Data shown:

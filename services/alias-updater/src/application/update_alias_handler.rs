/// エイリアス更新アクションの入力ハンドラー
///
/// 入力アーティファクトのバージョン一覧について、
/// 検証済みジョブのエイリアス名でアップサートを行う。
use async_trait::async_trait;
use tracing::{debug, info};

use crate::application::alias_upserter::{AliasUpsertError, AliasUpserter};
use crate::application::custom_action::InputHandler;
use crate::domain::{ValidatedJob, VersionRecord};
use crate::infrastructure::AliasOps;

pub struct UpdateAliasInputHandler<L>
where
    L: AliasOps + 'static,
{
    upserter: AliasUpserter<L>,
}

impl<L> UpdateAliasInputHandler<L>
where
    L: AliasOps + 'static,
{
    pub fn new(upserter: AliasUpserter<L>) -> Self {
        Self { upserter }
    }
}

#[async_trait]
impl<L> InputHandler for UpdateAliasInputHandler<L>
where
    L: AliasOps + 'static,
{
    type Job = ValidatedJob;
    type Input = Vec<VersionRecord>;
    type Error = AliasUpsertError;

    async fn handle(
        &self,
        job: ValidatedJob,
        input: Vec<VersionRecord>,
    ) -> Result<Vec<ValidatedJob>, AliasUpsertError> {
        debug!(
            input = %serde_json::to_string_pretty(&input).unwrap_or_default(),
            "入力を受信"
        );
        info!(
            alias_name = %job.alias_name,
            record_count = input.len(),
            "エイリアス更新を開始"
        );

        let updates = self.upserter.upsert_aliases(&job.alias_name, &input).await?;
        info!(alias_name = %job.alias_name, updated = updates.len(), "全エイリアスの更新完了");

        Ok(vec![job])
    }
}

#[cfg(test)]
mod tests {
    use super::*;
    use crate::domain::{AliasRequest, PipelineJob};
    use crate::infrastructure::AliasOpsError;
    use serde_json::json;
    use std::sync::{Arc, Mutex};

    /// 呼び出しを記録するモック（関数名"broken"のみ更新に失敗）
    #[derive(Default)]
    struct RecordingAliasOps {
        updates: Mutex<Vec<AliasRequest>>,
        creates: Mutex<Vec<AliasRequest>>,
    }

    #[async_trait]
    impl AliasOps for RecordingAliasOps {
        async fn update_alias(&self, request: &AliasRequest) -> Result<String, AliasOpsError> {
            self.updates.lock().unwrap().push(request.clone());
            if request.function_name == "broken" {
                return Err(AliasOpsError::AwsSdkError("service unavailable".to_string()));
            }
            Ok(format!("{}:{}", request.function_name, request.alias_name))
        }

        async fn create_alias(&self, request: &AliasRequest) -> Result<String, AliasOpsError> {
            self.creates.lock().unwrap().push(request.clone());
            Ok(format!("{}:{}", request.function_name, request.alias_name))
        }
    }

    fn validated_job() -> ValidatedJob {
        let job: PipelineJob = serde_json::from_value(json!({
            "id": "job-1",
            "data": {
                "actionConfiguration": { "configuration": { "UserParameters": "prod" } }
            }
        }))
        .unwrap();
        ValidatedJob {
            job,
            alias_name: "prod".to_string(),
        }
    }

    #[tokio::test]
    async fn test_handle_returns_job_unchanged() {
        let ops = Arc::new(RecordingAliasOps::default());
        let handler = UpdateAliasInputHandler::new(AliasUpserter::from_shared(Arc::clone(&ops)));
        let job = validated_job();

        let jobs = handler
            .handle(
                job.clone(),
                vec![VersionRecord::new("f1", "3"), VersionRecord::new("f2", "7")],
            )
            .await
            .unwrap();

        assert_eq!(jobs, vec![job]);

        let mut updates = ops.updates.lock().unwrap().clone();
        updates.sort_by(|a, b| a.function_name.cmp(&b.function_name));
        assert_eq!(
            updates,
            vec![
                AliasRequest::for_record("prod", &VersionRecord::new("f1", "3")),
                AliasRequest::for_record("prod", &VersionRecord::new("f2", "7")),
            ]
        );
        assert!(ops.creates.lock().unwrap().is_empty());
    }

    #[tokio::test]
    async fn test_handle_propagates_upsert_error() {
        let upserter = AliasUpserter::new(RecordingAliasOps::default());
        let handler = UpdateAliasInputHandler::new(upserter);

        let err = handler
            .handle(validated_job(), vec![VersionRecord::new("broken", "1")])
            .await
            .unwrap_err();

        assert_eq!(
            err.to_string(),
            "Failed to update prod alias for broken: AWS Lambda APIエラー: service unavailable"
        );
    }
}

Aim of the exercise:
Output the complete data verbatim.

Task solution:
filename services/alias-updater/src/application/update_alias_handler.rs
/// エイリアス更新アクションの入力ハンドラー
///
/// 入力アーティファクトのバージョン一覧について、
/// 検証済みジョブのエイリアス名でアップサートを行う。
use async_trait::async_trait;
use tracing::{debug, info};

use crate::application::alias_upserter::{AliasUpsertError, AliasUpserter};
use crate::application::custom_action::InputHandler;
use crate::domain::{ValidatedJob, VersionRecord};
use crate::infrastructure::AliasOps;

pub struct UpdateAliasInputHandler<L>
where
    L: AliasOps + 'static,
{
    upserter: AliasUpserter<L>,
}

impl<L> UpdateAliasInputHandler<L>
where
    L: AliasOps + 'static,
{
    pub fn new(upserter: AliasUpserter<L>) -> Self {
        Self { upserter }
    }
}

#[async_trait]
impl<L> InputHandler for UpdateAliasInputHandler<L>
where
    L: AliasOps + 'static,
{
    type Job = ValidatedJob;
    type Input = Vec<VersionRecord>;
    type Error = AliasUpsertError;

    async fn handle(
        &self,
        job: ValidatedJob,
        input: Vec<VersionRecord>,
    ) -> Result<Vec<ValidatedJob>, AliasUpsertError> {
        debug!(
            input = %serde_json::to_string_pretty(&input).unwrap_or_default(),
            "入力を受信"
        );
        info!(
            alias_name = %job.alias_name,
            record_count = input.len(),
            "エイリアス更新を開始"
        );

        let updates = self.upserter.upsert_aliases(&job.alias_name, &input).await?;
        info!(alias_name = %job.alias_name, updated = updates.len(), "全エイリアスの更新完了");

        Ok(vec![job])
    }
}

#[cfg(test)]
mod tests {
    use super::*;
    use crate::domain::{AliasRequest, PipelineJob};
    use crate::infrastructure::AliasOpsError;
    use serde_json::json;
    use std::sync::{Arc, Mutex};

    /// 呼び出しを記録するモック（関数名"broken"のみ更新に失敗）
    #[derive(Default)]
    struct RecordingAliasOps {
        updates: Mutex<Vec<AliasRequest>>,
        creates: Mutex<Vec<AliasRequest>>,
    }

    #[async_trait]
    impl AliasOps for RecordingAliasOps {
        async fn update_alias(&self, request: &AliasRequest) -> Result<String, AliasOpsError> {
            self.updates.lock().unwrap().push(request.clone());
            if request.function_name == "broken" {
                return Err(AliasOpsError::AwsSdkError("service unavailable".to_string()));
            }
            Ok(format!("{}:{}", request.function_name, request.alias_name))
        }

        async fn create_alias(&self, request: &AliasRequest) -> Result<String, AliasOpsError> {
            self.creates.lock().unwrap().push(request.clone());
            Ok(format!("{}:{}", request.function_name, request.alias_name))
        }
    }

    fn validated_job() -> ValidatedJob {
        let job: PipelineJob = serde_json::from_value(json!({
            "id": "job-1",
            "data": {
                "actionConfiguration": { "configuration": { "UserParameters": "prod" } }
            }
        }))
        .unwrap();
        ValidatedJob {
            job,
            alias_name: "prod".to_string(),
        }
    }

    #[tokio::test]
    async fn test_handle_returns_job_unchanged() {
        let ops = Arc::new(RecordingAliasOps::default());
        let handler = UpdateAliasInputHandler::new(AliasUpserter::from_shared(Arc::clone(&ops)));
        let job = validated_job();

        let jobs = handler
            .handle(
                job.clone(),
                vec![VersionRecord::new("f1", "3"), VersionRecord::new("f2", "7")],
            )
            .await
            .unwrap();

        assert_eq!(jobs, vec![job]);

        let mut updates = ops.updates.lock().unwrap().clone();
        updates.sort_by(|a, b| a.function_name.cmp(&b.function_name));
        assert_eq!(
            updates,
            vec![
                AliasRequest::for_record("prod", &VersionRecord::new("f1", "3")),
                AliasRequest::for_record("prod", &VersionRecord::new("f2", "7")),
            ]
        );
        assert!(ops.creates.lock().unwrap().is_empty());
    }

    #[tokio::test]
    async fn test_handle_propagates_upsert_error() {
        let upserter = AliasUpserter::new(RecordingAliasOps::default());
        let handler = UpdateAliasInputHandler::new(upserter);

        let err = handler
            .handle(validated_job(), vec![VersionRecord::new("broken", "1")])
            .await
            .unwrap_err();

        assert_eq!(
            err.to_string(),
            "Failed to update prod alias for broken: AWS Lambda APIエラー: service unavailable"
        );
    }
}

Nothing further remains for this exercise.